**Exercise brief:**
What is the number of lines in the listing that contain "Mutex"? Give that number only.
=== Records provided ===
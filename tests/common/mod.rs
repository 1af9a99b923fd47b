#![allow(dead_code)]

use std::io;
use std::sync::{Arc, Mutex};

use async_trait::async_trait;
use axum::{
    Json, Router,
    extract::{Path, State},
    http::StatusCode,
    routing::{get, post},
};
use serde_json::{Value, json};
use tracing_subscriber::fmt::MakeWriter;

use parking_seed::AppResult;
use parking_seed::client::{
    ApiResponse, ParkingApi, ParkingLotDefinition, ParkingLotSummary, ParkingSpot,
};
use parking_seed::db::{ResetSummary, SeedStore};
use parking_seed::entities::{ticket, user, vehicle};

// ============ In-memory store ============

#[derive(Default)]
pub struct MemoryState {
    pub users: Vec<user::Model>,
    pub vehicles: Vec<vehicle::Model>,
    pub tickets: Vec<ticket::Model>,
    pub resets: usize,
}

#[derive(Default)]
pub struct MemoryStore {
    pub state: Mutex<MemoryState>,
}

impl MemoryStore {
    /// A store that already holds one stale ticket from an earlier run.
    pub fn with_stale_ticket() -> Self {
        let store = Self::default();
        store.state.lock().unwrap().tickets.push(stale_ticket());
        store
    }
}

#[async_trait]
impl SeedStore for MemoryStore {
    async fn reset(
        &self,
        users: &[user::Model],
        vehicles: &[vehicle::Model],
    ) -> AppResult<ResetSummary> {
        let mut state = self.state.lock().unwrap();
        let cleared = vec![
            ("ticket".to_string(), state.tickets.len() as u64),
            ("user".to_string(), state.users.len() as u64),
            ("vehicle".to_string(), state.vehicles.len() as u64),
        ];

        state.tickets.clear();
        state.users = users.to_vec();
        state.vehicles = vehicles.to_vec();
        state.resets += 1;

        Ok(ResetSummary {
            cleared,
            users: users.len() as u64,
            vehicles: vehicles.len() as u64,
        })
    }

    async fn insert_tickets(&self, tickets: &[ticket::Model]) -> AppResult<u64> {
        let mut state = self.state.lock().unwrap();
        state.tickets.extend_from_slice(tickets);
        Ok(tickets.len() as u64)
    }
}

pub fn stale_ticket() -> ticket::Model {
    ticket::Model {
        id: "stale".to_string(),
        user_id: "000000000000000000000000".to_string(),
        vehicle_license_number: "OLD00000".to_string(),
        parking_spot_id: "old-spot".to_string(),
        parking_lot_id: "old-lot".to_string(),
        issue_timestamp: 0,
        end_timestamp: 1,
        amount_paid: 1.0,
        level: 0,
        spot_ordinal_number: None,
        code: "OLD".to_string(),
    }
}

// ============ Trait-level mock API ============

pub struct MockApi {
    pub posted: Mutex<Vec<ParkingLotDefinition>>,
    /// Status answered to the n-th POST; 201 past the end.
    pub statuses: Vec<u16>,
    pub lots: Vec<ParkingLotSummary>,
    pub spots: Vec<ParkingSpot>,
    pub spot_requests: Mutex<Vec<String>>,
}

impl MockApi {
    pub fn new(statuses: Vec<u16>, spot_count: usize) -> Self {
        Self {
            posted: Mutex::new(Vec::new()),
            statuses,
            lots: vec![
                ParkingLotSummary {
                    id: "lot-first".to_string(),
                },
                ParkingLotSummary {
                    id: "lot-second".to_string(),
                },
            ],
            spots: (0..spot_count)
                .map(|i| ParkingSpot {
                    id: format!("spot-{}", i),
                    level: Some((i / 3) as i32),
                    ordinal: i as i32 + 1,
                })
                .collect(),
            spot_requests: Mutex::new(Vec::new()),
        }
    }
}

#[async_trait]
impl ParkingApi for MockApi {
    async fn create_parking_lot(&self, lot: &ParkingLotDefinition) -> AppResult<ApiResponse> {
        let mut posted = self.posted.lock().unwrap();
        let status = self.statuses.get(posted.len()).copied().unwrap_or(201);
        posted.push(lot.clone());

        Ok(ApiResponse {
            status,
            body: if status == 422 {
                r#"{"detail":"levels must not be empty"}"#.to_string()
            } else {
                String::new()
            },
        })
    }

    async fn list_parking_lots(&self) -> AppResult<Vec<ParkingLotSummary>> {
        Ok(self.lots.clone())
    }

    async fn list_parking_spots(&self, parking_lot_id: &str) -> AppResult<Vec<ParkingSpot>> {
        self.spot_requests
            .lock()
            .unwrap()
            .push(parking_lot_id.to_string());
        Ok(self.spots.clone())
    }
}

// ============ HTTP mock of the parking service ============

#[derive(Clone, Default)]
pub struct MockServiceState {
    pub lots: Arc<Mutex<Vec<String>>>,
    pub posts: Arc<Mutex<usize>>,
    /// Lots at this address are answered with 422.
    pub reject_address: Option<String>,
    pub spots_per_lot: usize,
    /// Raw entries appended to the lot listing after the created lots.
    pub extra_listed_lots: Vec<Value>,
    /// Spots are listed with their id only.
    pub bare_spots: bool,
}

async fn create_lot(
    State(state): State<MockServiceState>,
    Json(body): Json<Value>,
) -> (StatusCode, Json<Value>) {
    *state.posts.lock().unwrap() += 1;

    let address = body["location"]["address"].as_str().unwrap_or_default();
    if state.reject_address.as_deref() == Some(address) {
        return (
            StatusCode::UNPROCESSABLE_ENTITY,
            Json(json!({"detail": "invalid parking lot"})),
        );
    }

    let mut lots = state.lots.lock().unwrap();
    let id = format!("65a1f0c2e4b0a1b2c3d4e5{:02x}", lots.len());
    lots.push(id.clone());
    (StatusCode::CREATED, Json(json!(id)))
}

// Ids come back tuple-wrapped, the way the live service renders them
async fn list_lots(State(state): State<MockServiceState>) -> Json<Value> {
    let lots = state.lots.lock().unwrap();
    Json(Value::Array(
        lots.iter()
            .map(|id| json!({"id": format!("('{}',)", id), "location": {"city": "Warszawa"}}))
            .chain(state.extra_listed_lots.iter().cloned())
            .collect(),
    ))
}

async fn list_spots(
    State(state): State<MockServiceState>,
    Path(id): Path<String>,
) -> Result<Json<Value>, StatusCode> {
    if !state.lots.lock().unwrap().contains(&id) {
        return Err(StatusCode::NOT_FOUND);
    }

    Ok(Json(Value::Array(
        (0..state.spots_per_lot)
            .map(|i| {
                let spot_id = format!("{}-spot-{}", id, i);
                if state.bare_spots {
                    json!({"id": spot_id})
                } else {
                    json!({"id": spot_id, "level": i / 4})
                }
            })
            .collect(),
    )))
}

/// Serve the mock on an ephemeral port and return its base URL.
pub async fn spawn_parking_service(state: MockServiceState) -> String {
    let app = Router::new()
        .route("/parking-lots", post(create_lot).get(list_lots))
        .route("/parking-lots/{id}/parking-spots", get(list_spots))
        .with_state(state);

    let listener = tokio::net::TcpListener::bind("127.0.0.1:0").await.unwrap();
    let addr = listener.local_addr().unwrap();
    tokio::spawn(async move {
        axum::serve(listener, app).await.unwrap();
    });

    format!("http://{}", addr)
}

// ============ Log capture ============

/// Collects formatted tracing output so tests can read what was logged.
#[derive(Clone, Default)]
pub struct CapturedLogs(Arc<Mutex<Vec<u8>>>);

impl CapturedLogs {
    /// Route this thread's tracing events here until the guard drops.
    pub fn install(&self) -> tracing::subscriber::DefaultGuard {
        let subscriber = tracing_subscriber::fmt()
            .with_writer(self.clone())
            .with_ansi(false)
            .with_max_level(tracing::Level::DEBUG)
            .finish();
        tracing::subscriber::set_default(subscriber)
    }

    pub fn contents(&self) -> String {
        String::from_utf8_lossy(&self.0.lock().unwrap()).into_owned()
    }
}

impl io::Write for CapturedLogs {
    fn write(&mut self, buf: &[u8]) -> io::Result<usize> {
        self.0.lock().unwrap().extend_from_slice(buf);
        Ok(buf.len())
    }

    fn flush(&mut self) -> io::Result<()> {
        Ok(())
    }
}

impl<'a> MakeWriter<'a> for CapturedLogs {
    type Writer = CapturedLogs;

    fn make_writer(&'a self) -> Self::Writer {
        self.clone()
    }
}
===
**Response area:**
9